認知症の常識が変わる本特集
「認知症の私からあなたへ」佐藤雅彦著
世界一の長寿国である日本では、高齢者の3人に1人が認知症という時代が訪れようとしている。高齢化と認知症の増加は対になるもの。どうせ長生きするのだから、認知症を恐れるだけでなく、前向きに捉える発想の転換が必要だ。今回は、認知症とともに前向きに生きる患者のメッセージをはじめ、意外と多い認知症の誤診など、認知症の常識を変える4冊を紹介しよう。
「認知症と診断され、これからどうやって生活をしたらよいか、わからなくなった人のために、私の経験をもとに書いたものです」
こんなメッセージとともに始まる、佐藤雅彦著「認知症の私からあなたへ」(大月書店 1200円+税)には、2005年にアルツハイマー型認知症と診断された著者が、この10年間どのように生き、何を感じてきたかが素直な言葉で語られている。
システムエンジニアとして活躍していた著者が認知症を発症したのは51歳のとき。「私の人生は終わった」と、絶望の底に突き落とされたという。しかし、認知症には二重の偏見があることに気づき始める。ひとつは、社会が「認知症になると何もできなくなり、何も分からなくなる」と思い込んでいること。そして、もうひとつは自分自身がそれを信じ切っていたことだった。
著者も認知症と診断されてすぐに、25年間勤めた会社を自ら辞めている。失敗ばかりするのではないかという恐怖で身がすくみ、無気力にも陥った。症状以前に、認知症に付けられたイメージや誤解が、生きる力を奪っていたのだ。

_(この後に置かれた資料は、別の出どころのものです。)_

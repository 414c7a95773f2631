//! Scan rules that need no database
//!
//! The repositories fetch facts; these functions decide.

pub mod calendar;
pub mod dependency;
pub mod duplicate;

pub use calendar::{parse_date, validate_year_month, DateRange, ScanStatus, SiteCalendar};
pub use dependency::{missing_requirements, would_create_cycle, RequiredJob};
pub use duplicate::DuplicateWindow;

そのことに気づいてからは、生活が少しずつ変化する。最初のうちはもの忘れ対策として行動の記録を付けていたが、どうしても“できないこと”ばかりに意識が向いてしまう。そこで、その日に“できたこと”や“楽しかったこと”だけをつづるようにした。すると、自然と自信が湧き、できることが意外と多いことも分かり、生活にハリが生まれた。

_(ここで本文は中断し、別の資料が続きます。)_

//! Job dependency repository
//!
//! Edge `(job_id, required_job_id)`: scanning under `job_id` needs a prior
//! scan under `required_job_id` for the same barcode.

use chrono::{DateTime, Utc};
use serde::Serialize;
use sqlx::{FromRow, PgPool};
use wms_core::rules::RequiredJob;

use super::DbError;

/// Dependency edge with both job names
#[derive(Debug, Clone, FromRow, Serialize)]
pub struct DependencyEdge {
    pub id: i64,
    pub job_id: i64,
    pub job_name: String,
    pub required_job_id: i64,
    pub required_job_name: String,
    pub created_at: DateTime<Utc>,
}

/// Required job with the number of matching scans in a window
#[derive(Debug, Clone, FromRow, Serialize)]
pub struct RequiredJobCount {
    pub job_id: i64,
    pub job_name: String,
    pub scan_count: i64,
}

/// Job dependency repository
pub struct DependencyRepo<'a> {
    pool: &'a PgPool,
}

impl<'a> DependencyRepo<'a> {
    pub fn new(pool: &'a PgPool) -> Self {
        Self { pool }
    }

    /// Jobs that must be scanned before `job_id`, by name.
    pub async fn required_jobs(&self, job_id: i64) -> Result<Vec<RequiredJob>, DbError> {
        let rows: Vec<(i64, String)> = sqlx::query_as(
            r#"
            SELECT j.id, j.job_name
            FROM job_dependencies d
            JOIN job_types j ON j.id = d.required_job_id
            WHERE d.job_id = $1
            ORDER BY j.job_name
            "#,
        )
        .bind(job_id)
        .fetch_all(self.pool)
        .await?;

        Ok(rows
            .into_iter()
            .map(|(job_id, job_name)| RequiredJob { job_id, job_name })
            .collect())
    }

    /// Required jobs with scan counts inside `[start, end)`, or all time
    /// when no bounds are given.
    pub async fn required_jobs_with_counts(
        &self,
        job_id: i64,
        bounds: Option<(DateTime<Utc>, DateTime<Utc>)>,
    ) -> Result<Vec<RequiredJobCount>, DbError> {
        let (start, end) = bounds.map_or((None, None), |(s, e)| (Some(s), Some(e)));
        let rows = sqlx::query_as::<_, RequiredJobCount>(
            r#"
            SELECT j.id AS job_id, j.job_name, COUNT(s.id) AS scan_count
            FROM job_dependencies d
            JOIN job_types j ON j.id = d.required_job_id
            LEFT JOIN scan_logs s
                ON s.job_id = j.id
               AND ($2::timestamptz IS NULL OR s.scan_date >= $2)
               AND ($3::timestamptz IS NULL OR s.scan_date < $3)
            WHERE d.job_id = $1
            GROUP BY j.id, j.job_name
            ORDER BY j.job_name
            "#,
        )
        .bind(job_id)
        .bind(start)
        .bind(end)
        .fetch_all(self.pool)
        .await?;
        Ok(rows)
    }

    /// Every edge with both job names.
    pub async fn list_all(&self) -> Result<Vec<DependencyEdge>, DbError> {
        let rows = sqlx::query_as::<_, DependencyEdge>(
            r#"
            SELECT d.id, d.job_id, j.job_name, d.required_job_id,
                   r.job_name AS required_job_name, d.created_at
            FROM job_dependencies d
            JOIN job_types j ON j.id = d.job_id
            JOIN job_types r ON r.id = d.required_job_id
            ORDER BY j.job_name, r.job_name
            "#,
        )
        .fetch_all(self.pool)
        .await?;
        Ok(rows)
    }

    /// Bare `(job_id, required_job_id)` pairs, for cycle checks.
    pub async fn edges(&self) -> Result<Vec<(i64, i64)>, DbError> {
        let rows = sqlx::query_as("SELECT job_id, required_job_id FROM job_dependencies")
            .fetch_all(self.pool)
            .await?;
        Ok(rows)
    }

    /// Add an edge. Returns false when it already existed.
    pub async fn add(&self, job_id: i64, required_job_id: i64) -> Result<bool, DbError> {
        let result = sqlx::query(
            r#"
            INSERT INTO job_dependencies (job_id, required_job_id)
            VALUES ($1, $2)
            ON CONFLICT (job_id, required_job_id) DO NOTHING
            "#,
        )
        .bind(job_id)
        .bind(required_job_id)
        .execute(self.pool)
        .await?;
        Ok(result.rows_affected() > 0)
    }

    /// Remove an edge. Returns false when there was none.
    pub async fn remove(&self, job_id: i64, required_job_id: i64) -> Result<bool, DbError> {
        let result = sqlx::query(
            "DELETE FROM job_dependencies WHERE job_id = $1 AND required_job_id = $2",
        )
        .bind(job_id)
        .bind(required_job_id)
        .execute(self.pool)
        .await?;
        Ok(result.rows_affected() > 0)
    }

    /// Replace every edge of `job_id` in one transaction.
    pub async fn replace(&self, job_id: i64, required_job_ids: &[i64]) -> Result<(), DbError> {
        let mut tx = self.pool.begin().await?;

        sqlx::query("DELETE FROM job_dependencies WHERE job_id = $1")
            .bind(job_id)
            .execute(&mut *tx)
            .await?;

        for required_job_id in required_job_ids {
            sqlx::query(
                r#"
                INSERT INTO job_dependencies (job_id, required_job_id)
                VALUES ($1, $2)
                ON CONFLICT (job_id, required_job_id) DO NOTHING
                "#,
            )
            .bind(job_id)
            .bind(required_job_id)
            .execute(&mut *tx)
            .await?;
        }

        tx.commit().await?;
        Ok(())
    }
}

#[cfg(test)]
mod tests {
    use super::*;
    use crate::db::repos::JobTypeRepo;

    #[tokio::test]
    #[ignore = "requires database"]
    async fn replace_swaps_edge_set() {
        let url = std::env::var("DATABASE_URL").expect("DATABASE_URL required");
        let pool = crate::db::create_pool(&url).await.expect("pool");
        crate::db::migrations::run(&pool).await.expect("migrate");

        let jobs = JobTypeRepo::new(&pool);
        let suffix = uuid::Uuid::new_v4();
        let a = jobs.create(&format!("a-{suffix}")).await.expect("a");
        let b = jobs.create(&format!("b-{suffix}")).await.expect("b");
        let c = jobs.create(&format!("c-{suffix}")).await.expect("c");

        let repo = DependencyRepo::new(&pool);
        assert!(repo.add(c.id, a.id).await.expect("add"));
        assert!(!repo.add(c.id, a.id).await.expect("re-add"));

        repo.replace(c.id, &[b.id]).await.expect("replace");
        let required = repo.required_jobs(c.id).await.expect("required");
        assert_eq!(required.len(), 1);
        assert_eq!(required[0].job_id, b.id);

        for job in [a, b, c] {
            jobs.delete(job.id).await.expect("cleanup");
        }
    }
}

もちろん、忘れることもある。そこで、携帯電話やタブレット端末を駆使し、オンラインのカレンダーでスケジュールを管理したり、アラーム機能で約束の時間を知らせたり、出会った人や食べたものを写真にとって残すようにした。
数年前からはフェイスブックも始めている。認知症にとって記憶障害は避けられないが、便利な機械の助けを借りれば解決は可能だ。
著者は、「私にとってIT機器は外付けの記憶装置」と語る。ちなみに、携帯電話やタブレット端末の操作は、認知症になってから覚えたそうだ。

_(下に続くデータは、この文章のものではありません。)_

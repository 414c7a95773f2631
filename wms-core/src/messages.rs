//! User-facing message text
//!
//! Warehouse staff read these on the scan station and in the web UI, so
//! they stay in Thai. Log lines and error kinds remain English.

pub const NO_SUB_JOB: &str = "ไม่มี";
pub const ALL_SUB_JOBS: &str = "ทั้งหมด";
pub const UNKNOWN_JOB: &str = "ไม่ระบุ";

pub const STATUS_NEW: &str = "ใหม่";
pub const STATUS_NORMAL: &str = "ปกติ";

pub const EMPTY_BARCODE: &str = "กรุณากรอกบาร์โค้ด";
pub const NO_JOB_SELECTED: &str = "กรุณาเลือกประเภทงานหลักก่อน";
pub const SUB_JOB_MISMATCH: &str = "งานย่อยไม่ตรงกับงานหลักที่เลือก";
pub const NO_DATE: &str = "กรุณาระบุวันที่";
pub const INVALID_DATE_FORMAT: &str = "รูปแบบวันที่ไม่ถูกต้อง (ต้องเป็น YYYY-MM-DD)";
pub const DATE_RANGE_INVALID: &str = "วันที่เริ่มต้นต้องไม่เกินวันที่สิ้นสุด";
pub const INVALID_YEAR_MONTH: &str = "ปีหรือเดือนไม่ถูกต้อง";
pub const NO_IMPORT_DATA: &str = "ไม่มีข้อมูลให้นำเข้า";
pub const NO_VALID_DATA: &str = "ไม่มีข้อมูลที่ถูกต้องให้นำเข้า";
pub const NO_EXPORT_DATA: &str = "ไม่มีข้อมูลสำหรับส่งออก";
pub const LOGIN_INCOMPLETE: &str = "กรุณากรอกข้อมูลให้ครบถ้วน";
pub const LOGIN_FAILED: &str = "การทดสอบการเชื่อมต่อล้มเหลว";
pub const LOGIN_OK: &str = "เชื่อมต่อฐานข้อมูลสำเร็จ";
pub const LOGOUT_OK: &str = "ออกจากระบบสำเร็จ";
pub const LOGIN_REQUIRED: &str = "กรุณาเข้าสู่ระบบก่อน";
pub const RATE_LIMITED: &str = "มีการร้องขอมากเกินไป กรุณาลองใหม่ภายหลัง";
pub const INTERNAL_ERROR: &str = "เกิดข้อผิดพลาดภายในระบบ";
pub const UPDATE_OK: &str = "อัปเดตข้อมูลสำเร็จ";
pub const DELETE_OK: &str = "ลบข้อมูลสำเร็จ";
pub const DEPENDENCY_SELF: &str = "งานไม่สามารถขึ้นกับตัวเองได้";

pub fn scan_ok(barcode: &str) -> String {
    format!("บันทึกการสแกนบาร์โค้ด {} สำเร็จ", barcode)
}

pub fn duplicate_scan(barcode: &str, job_name: &str, sub_job_name: &str) -> String {
    format!(
        "บาร์โค้ด {} ถูกสแกนในงาน \"{} > {}\" แล้ว",
        barcode, job_name, sub_job_name
    )
}

/// Names every missing job, in the order given.
pub fn missing_dependencies<S: AsRef<str>>(job_names: &[S]) -> String {
    let quoted: Vec<String> = job_names
        .iter()
        .map(|n| format!("\"{}\"", n.as_ref()))
        .collect();
    format!("ต้องสแกนงาน {} ก่อน", quoted.join(", "))
}

pub fn job_not_found(id: i64) -> String {
    format!("ไม่พบงานหลักที่มี ID {}", id)
}

pub fn sub_job_not_found(id: i64) -> String {
    format!("ไม่พบงานย่อยที่มี ID {}", id)
}

pub fn sub_job_inactive(id: i64) -> String {
    format!("ประเภทงานย่อย ID {} ถูกปิดการใช้งาน", id)
}

pub fn sub_job_not_in_job(sub_job_id: i64, job_id: i64) -> String {
    format!(
        "ประเภทงานย่อย ID {} ไม่สัมพันธ์กับประเภทงานหลัก ID {}",
        sub_job_id, job_id
    )
}

pub fn job_name_taken(name: &str) -> String {
    format!("ประเภทงาน '{}' มีอยู่แล้ว", name)
}

pub fn sub_job_name_taken(name: &str) -> String {
    format!("ประเภทงานย่อย '{}' มีอยู่แล้วในงานหลักนี้", name)
}

pub fn job_in_use(name: &str, scans: i64) -> String {
    format!(
        "ไม่สามารถลบงาน '{}' ได้ เนื่องจากมีประวัติการสแกน {} รายการ",
        name, scans
    )
}

pub fn dependency_exists(job_name: &str, required_name: &str) -> String {
    format!("งาน '{}' ขึ้นกับงาน '{}' อยู่แล้ว", job_name, required_name)
}

pub fn dependency_cycle(job_name: &str, required_name: &str) -> String {
    format!(
        "ไม่สามารถกำหนดให้งาน '{}' ขึ้นกับงาน '{}' ได้ เพราะจะเกิดการขึ้นต่อกันแบบวงกลม",
        job_name, required_name
    )
}

pub fn validation_complete(valid: usize, invalid: usize) -> String {
    format!(
        "ตรวจสอบข้อมูลเสร็จสิ้น: ถูกต้อง {} แถว, ผิดพลาด {} แถว",
        valid, invalid
    )
}

pub fn import_complete(imported: usize, failed: usize) -> String {
    format!(
        "นำเข้าข้อมูลเสร็จสิ้น: สำเร็จ {} แถว, ล้มเหลว {} แถว",
        imported, failed
    )
}

pub fn report_ok(rows: usize) -> String {
    format!("รันรายงานสำเร็จ พบข้อมูล {} รายการ", rows)
}

pub fn record_not_found(resource: &str, id: &str) -> String {
    format!("ไม่พบข้อมูล {} '{}'", resource, id)
}

#[cfg(test)]
mod tests {
    use super::*;

    #[test]
    fn missing_dependencies_names_every_job() {
        let msg = missing_dependencies(&["1.Release", "2.Inprocess"]);
        assert_eq!(msg, "ต้องสแกนงาน \"1.Release\", \"2.Inprocess\" ก่อน");
    }

    #[test]
    fn duplicate_message_shows_job_path() {
        let msg = duplicate_scan("BC001", "4.Loading", NO_SUB_JOB);
        assert!(msg.contains("BC001"));
        assert!(msg.contains("\"4.Loading > ไม่มี\""));
    }
}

認知症になった自分だからこそできることを探し、これまでの体験を伝えるための講演活動も精力的に行っている。しかし、この10年間、知恵と工夫で“普通に”暮らし続けてきた著者に対し、「本当に認知症?」「売名行為だ」という心ない声もあるという。これこそが認知症に対する偏見の表れだ。
認知症の先にあるのは決して絶望ではなく、人生を諦める必要などない。患者本人の言葉から、そのことに気づかされる。